Turku Trojans is one of the oldest American football teams in Finland, established in 1982. Turku Trojans in 2026 play in Division 1 (Tier 2). The Trojans previously have played in the Maple League Vaahteraliiga (highest level) in Finland operated by American Football Association of Finland. Turku Trojans was also the first to introduce cheerleading to Finland in 1983.

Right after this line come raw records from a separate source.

//! 2-bit/pixel, 4-bit/pixel and 8-bit/pixel run-length pixel-code strings
//! (clauses 7.2.5.2, 7.2.5.3 and 7.2.5.4).
//!
//! All three grammars share the same post-processing once a `(run, color)`
//! pair has been decoded: the run is clamped to what remains of the
//! destination row, an optional `map_table` remaps the color, a
//! non-modifying color of index 1 is skipped without being written (but
//! still advances the cursor), and the cursor always advances by the full
//! run length regardless of how much was actually written.

use crate::error::{bail, PixelError, Result};
use crate::reader::BitReader;

fn apply_run(
    dest: &mut [u8],
    pos: &mut usize,
    run: u32,
    color: u8,
    non_modifying: bool,
    map_table: Option<&[u8]>,
) -> Result<()> {
    if *pos > dest.len() {
        bail!(PixelError::RunExceedsRow);
    }

    let run = run as usize;
    let remaining = dest.len() - *pos;
    let clamped = run.min(remaining);

    if !(non_modifying && color == 1) {
        let mapped = match map_table {
            Some(table) => *table.get(color as usize).unwrap_or(&color),
            None => color,
        };
        dest[*pos..*pos + clamped].fill(mapped);
    }

    *pos += run;
    Ok(())
}

/// Decode a 2-bit/pixel run-length string (clause 7.2.5.2) into `dest`.
/// Returns the number of pixel positions advanced, which may exceed
/// `dest.len()` if the final run overran the row.
pub(crate) fn decode_2bit(
    reader: &mut BitReader<'_>,
    dest: &mut [u8],
    non_modifying: bool,
    map_table: Option<&[u8]>,
) -> Result<usize> {
    let mut pos = 0_usize;

    while pos < dest.len() {
        let code = reader.take(2) as u8;

        if code != 0 {
            apply_run(dest, &mut pos, 1, code, non_modifying, map_table)?;
            continue;
        }

        if reader.take_bit() == 1 {
            let run = reader.take(3) + 3;
            let color = reader.take(2) as u8;
            apply_run(dest, &mut pos, run, color, non_modifying, map_table)?;
        } else if reader.take_bit() == 1 {
            apply_run(dest, &mut pos, 1, 0, non_modifying, map_table)?;
        } else {
            match reader.take(2) {
                0 => break, // end of string
                1 => apply_run(dest, &mut pos, 2, 0, non_modifying, map_table)?,
                2 => {
                    let run = reader.take(4) + 12;
                    let color = reader.take(2) as u8;
                    apply_run(dest, &mut pos, run, color, non_modifying, map_table)?;
                }
                _ => {
                    let run = reader.take(8) + 29;
                    let color = reader.take(2) as u8;
                    apply_run(dest, &mut pos, run, color, non_modifying, map_table)?;
                }
            }
        }
    }

    reader.skip_to_next_byte();
    Ok(pos)
}

/// Decode a 4-bit/pixel run-length string (clause 7.2.5.3).
pub(crate) fn decode_4bit(
    reader: &mut BitReader<'_>,
    dest: &mut [u8],
    non_modifying: bool,
    map_table: Option<&[u8]>,
) -> Result<usize> {
    let mut pos = 0_usize;

    while pos < dest.len() {
        let code = reader.take(4) as u8;

        if code != 0 {
            apply_run(dest, &mut pos, 1, code, non_modifying, map_table)?;
            continue;
        }

        if reader.take_bit() == 0 {
            let r = reader.take(3);
            if r == 0 {
                break; // end of string
            }
            apply_run(dest, &mut pos, r + 2, 0, non_modifying, map_table)?;
        } else if reader.take_bit() == 0 {
            let run = reader.take(2) + 4;
            let color = reader.take(4) as u8;
            apply_run(dest, &mut pos, run, color, non_modifying, map_table)?;
        } else {
            match reader.take(2) {
                0 => apply_run(dest, &mut pos, 1, 0, non_modifying, map_table)?,
                1 => apply_run(dest, &mut pos, 2, 0, non_modifying, map_table)?,
                2 => {
                    let run = reader.take(4) + 9;
                    let color = reader.take(4) as u8;
                    apply_run(dest, &mut pos, run, color, non_modifying, map_table)?;
                }
                _ => {
                    let run = reader.take(8) + 25;
                    let color = reader.take(4) as u8;
                    apply_run(dest, &mut pos, run, color, non_modifying, map_table)?;
                }
            }
        }
    }

    reader.skip_to_next_byte();
    Ok(pos)
}

/// Decode an 8-bit/pixel run-length string (clause 7.2.5.4).
pub(crate) fn decode_8bit(
    reader: &mut BitReader<'_>,
    dest: &mut [u8],
    non_modifying: bool,
    map_table: Option<&[u8]>,
) -> Result<usize> {
    let mut pos = 0_usize;

    while pos < dest.len() {
        let code = reader.take(8) as u8;

        if code != 0 {
            apply_run(dest, &mut pos, 1, code, non_modifying, map_table)?;
            continue;
        }

        if reader.take_bit() == 0 {
            let r = reader.take(7);
            if r == 0 {
                break; // end of string
            }
            apply_run(dest, &mut pos, r, 0, non_modifying, map_table)?;
        } else {
            // run >= 3 required by the format; run < 3 is malformed but
            // accepted (treated as a very short, possibly zero-length run).
            let run = reader.take(7);
            let color = reader.take(8) as u8;
            apply_run(dest, &mut pos, run, color, non_modifying, map_table)?;
        }
    }

    reader.skip_to_next_byte();
    Ok(pos)
}
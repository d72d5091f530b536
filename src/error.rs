//! Error types for DVB subtitle decoding.

use core::fmt;

/// The main error type for DVB subtitle decoding operations.
#[derive(Debug, Clone, Copy, PartialEq, Eq)]
pub enum DecodeError {
    /// First three bytes of the input were not the PES start code `00 00 01`.
    NotPes,
    /// `stream_id` was not `0xBD` (private_stream_1).
    WrongStreamId,
    /// The buffer is shorter than the declared `PES_packet_length`; the
    /// caller should retry after supplying more bytes.
    NeedMoreData,
    /// Data-identifier or subtitle-stream-id did not match the expected
    /// constants (`0x20`, `0x00`).
    NotDvbSubtitle,
    /// A segment's declared length runs past the end of the buffer.
    TruncatedSegment,
    /// A segment type outside the accepted set (logged and skipped by the
    /// caller, not necessarily fatal).
    UnknownSegment(u8),
    /// A pixel-data block or region parameter was malformed.
    MalformedPixelStream(PixelError),
}

/// Specific ways a pixel-data block or region definition can be malformed.
#[derive(Debug, Clone, Copy, PartialEq, Eq)]
pub enum PixelError {
    /// A run-length code declared more pixels than remain on the row.
    RunExceedsRow,
    /// `depth_flags` in a CLUT entry had no bits set.
    EmptyDepthFlags,
    /// `coding_method` was `1` (character strings), which this decoder
    /// does not implement.
    UnsupportedCoding,
}

impl fmt::Display for DecodeError {
    fn fmt(&self, f: &mut fmt::Formatter<'_>) -> fmt::Result {
        match self {
            Self::NotPes => write!(f, "not a PES packet (missing 00 00 01 start code)"),
            Self::WrongStreamId => write!(f, "stream_id is not 0xBD (private_stream_1)"),
            Self::NeedMoreData => write!(f, "buffer shorter than declared PES_packet_length"),
            Self::NotDvbSubtitle => write!(f, "data-identifier/subtitle-stream-id mismatch"),
            Self::TruncatedSegment => write!(f, "segment length runs past end of buffer"),
            Self::UnknownSegment(ty) => write!(f, "unknown segment type 0x{ty:02x}"),
            Self::MalformedPixelStream(e) => write!(f, "{e}"),
        }
    }
}

impl fmt::Display for PixelError {
    fn fmt(&self, f: &mut fmt::Formatter<'_>) -> fmt::Result {
        match self {
            Self::RunExceedsRow => write!(f, "pixel run exceeds remaining row length"),
            Self::EmptyDepthFlags => write!(f, "CLUT entry depth_flags has no bits set"),
            Self::UnsupportedCoding => write!(f, "coding_method 1 (character strings) unsupported"),
        }
    }
}

impl core::error::Error for DecodeError {}
impl core::error::Error for PixelError {}

impl From<PixelError> for DecodeError {
    fn from(e: PixelError) -> Self {
        Self::MalformedPixelStream(e)
    }
}

/// Result type for DVB subtitle decoding operations.
pub type Result<T> = core::result::Result<T, DecodeError>;

macro_rules! bail {
    ($err:expr) => {
        return Err($err.into())
    };
}

macro_rules! err {
    ($err:expr) => {
        Err($err.into())
    };
}

pub(crate) use bail;
pub(crate) use err;
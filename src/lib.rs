/*!
A memory-safe, pure-Rust DVB subtitle decoder.

`dvbsub` decodes the subtitling bitstream defined by ETSI EN 300 743
("Digital Video Broadcasting (DVB); Subtitling systems") as carried in
MPEG-2 transport/program streams: PES framing, page/region/object/CLUT
segments, and the three run-length pixel-code grammars, into owned,
positioned RGBA bitmaps ready to composite over video.

# Example
```rust,no_run
use dvbsub::Decoder;

let mut decoder = Decoder::new();
decoder.set_callback(|set| {
    println!("display set at pts {}: {} rect(s)", set.pts, set.rects.len());
});

let pes_packet = std::fs::read("subtitle.pes").unwrap();
decoder.feed(&pes_packet).unwrap();
```

# Safety
This crate forbids unsafe code via a crate-level attribute.
*/

#![forbid(unsafe_code)]
#![allow(missing_docs)]

mod callback;
mod decoder;
mod demux;
mod display_set;
mod error;
mod model;
mod palette;
mod pixel_block;
mod pixel_run;
mod reader;
mod segment;

pub use decoder::Decoder;
pub use display_set::{DisplaySet, Rect};
pub use error::{DecodeError, PixelError, Result};
pub use model::{DisplayDefinition, Window};
pub use palette::Argb;
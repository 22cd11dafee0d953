// SPDX-License-Identifier: AGPL-3.0-or-later
//
// Copyright (C) 2025 Daniel Negri
//
// This program is free software: you can redistribute it and/or modify
// it under the terms of the GNU Affero General Public License as published by
// the Free Software Foundation, either version 3 of the License, or
// (at your option) any later version.
//
// This program is distributed in the hope that it will be useful,
// but WITHOUT ANY WARRANTY; without even the implied warranty of
// MERCHANTABILITY or FITNESS FOR A PARTICULAR PURPOSE. See the
// GNU Affero General Public License for more details.
//
// You should have received a copy of the GNU Affero General Public License
// along with this program. If not, see <https://www.gnu.org/licenses/>.

use clap::Parser;
use csv::{ReaderBuilder, Trim, Writer};
use mess_ledger_rs::{AccountId, Engine, EntryKind, Role};
use rust_decimal::Decimal;
use serde::Deserialize;
use std::fs::File;
use std::io::{BufReader, Read, Write};
use std::path::PathBuf;
use std::process;
use tracing_subscriber::EnvFilter;

/// Mess Ledger - Replay wallet transaction CSV files
///
/// Reads credits and debits from a CSV file and outputs per-account wallet
/// summaries to stdout. Accounts seen for the first time are registered as
/// students with a synthesized name.
#[derive(Parser, Debug)]
#[command(name = "mess-ledger-rs")]
#[command(about = "A wallet engine that replays transaction CSVs", long_about = None)]
struct Args {
    /// Path to CSV file with transactions
    ///
    /// Expected format: kind,account,amount,memo
    /// Example: cargo run -- transactions.csv > wallets.csv
    #[arg(value_name = "FILE")]
    input: PathBuf,
}

fn main() {
    tracing_subscriber::fmt()
        .with_env_filter(EnvFilter::from_default_env())
        .with_writer(std::io::stderr)
        .init();

    let args = Args::parse();

    let file = match File::open(&args.input) {
        Ok(f) => f,
        Err(e) => {
            eprintln!("Error opening file '{}': {}", args.input.display(), e);
            process::exit(1);
        }
    };

    let engine = match replay_transactions(BufReader::new(file)) {
        Ok(engine) => engine,
        Err(e) => {
            eprintln!("Error processing transactions: {}", e);
            process::exit(1);
        }
    };

    if let Err(e) = write_wallets(&engine, std::io::stdout()) {
        eprintln!("Error writing output: {}", e);
        process::exit(1);
    }
}

/// Raw CSV record matching the input format.
///
/// Fields: `kind, account, amount, memo`
#[derive(Debug, Deserialize)]
struct CsvRecord {
    kind: String,
    account: u32,
    #[serde(deserialize_with = "csv::invalid_option")]
    amount: Option<Decimal>,
    memo: Option<String>,
}

impl CsvRecord {
    fn entry_kind(&self) -> Option<EntryKind> {
        match self.kind.to_lowercase().as_str() {
            "credit" => Some(EntryKind::Credit),
            "debit" => Some(EntryKind::Debit),
            _ => None,
        }
    }
}

/// Replays wallet transactions from a CSV reader.
///
/// Streaming parse: arbitrarily large files are handled without loading
/// them into memory. Malformed rows and rejected transactions (insufficient
/// funds, bad amounts) are skipped, not fatal.
///
/// # CSV Format
///
/// Expected columns: `kind, account, amount, memo`
/// - `kind`: credit or debit
/// - `account`: account id (u32)
/// - `amount`: positive decimal
/// - `memo`: optional free text
///
/// # Errors
///
/// Returns a CSV error if the reader fails or the CSV structure is invalid.
pub fn replay_transactions<R: Read>(reader: R) -> Result<Engine, csv::Error> {
    let engine = Engine::new();

    let mut rdr = ReaderBuilder::new()
        .trim(Trim::All)
        .flexible(true) // Allow a missing memo field
        .has_headers(true)
        .from_reader(reader);

    for result in rdr.deserialize::<CsvRecord>() {
        match result {
            Ok(record) => {
                let Some(kind) = record.entry_kind() else {
                    tracing::debug!(kind = %record.kind, "skipping unknown transaction kind");
                    continue;
                };
                let Some(amount) = record.amount else {
                    tracing::debug!(account = record.account, "skipping row without amount");
                    continue;
                };

                let account_id = AccountId(record.account);
                if engine.account(account_id).is_none() {
                    // Replay input carries no directory data; register a
                    // bare student account on first sight.
                    let name = format!("account-{}", record.account);
                    let _ = engine.register_account(account_id, name, Role::Student, None);
                }

                if let Err(e) =
                    engine.create_transaction(account_id, kind, amount, record.memo.clone())
                {
                    tracing::debug!(account = record.account, error = %e, "skipping transaction");
                }
            }
            Err(e) => {
                tracing::debug!(error = %e, "skipping malformed row");
                continue;
            }
        }
    }

    Ok(engine)
}

/// Writes wallet summaries to a CSV writer.
///
/// # CSV Format
///
/// Columns: `account_id, balance, total_credited, total_debited, entry_count`
///
/// # Errors
///
/// Returns a CSV error if writing fails.
pub fn write_wallets<W: Write>(engine: &Engine, writer: W) -> Result<(), csv::Error> {
    let mut wtr = Writer::from_writer(writer);

    for account in engine.accounts() {
        wtr.serialize(account.wallet_summary())?;
    }

    wtr.flush()?;
    Ok(())
}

The Trojans are Finnish champions in 2003. Maple Bowl championship game appearances in 1984, 1987, 1992, 1993, 1994, 1998, 1999, 2002, 2004 and 2014. Third place in 1991, 1997, 2000, 2001, 2015 and 2016.

==History==
Since the founding of the Turku Trojans, the team played 31 consecutive seasons in the Maple League. After the 2012 season the Trojans decided to voluntarily drop one level down and play the next season in Division 1 (2nd tier league below Maple League). In 2013, the Trojans won all the regular season games, the semifinal game and the Spaghetti Bowl. After a perfect season the Trojans was granted a Maple League Vaahteraliiga license and rose again to the highest level. After the 2017 season the team folded and started rebuilding from the Division 2 (Tier 3) in 2019. The Trojans were promoted to Division 1 in 2026.

Former Trojans head coach in 1993–1994 Ken Meyer is the most accomplished Trojans alumni having coached many years in the NFL and top college level in USA before coming to Finland. Meyer also led the Finland national American football team to win the European championship in the 1990's. Notable players in Turku Trojans are Aki Jones and Robert Johnson.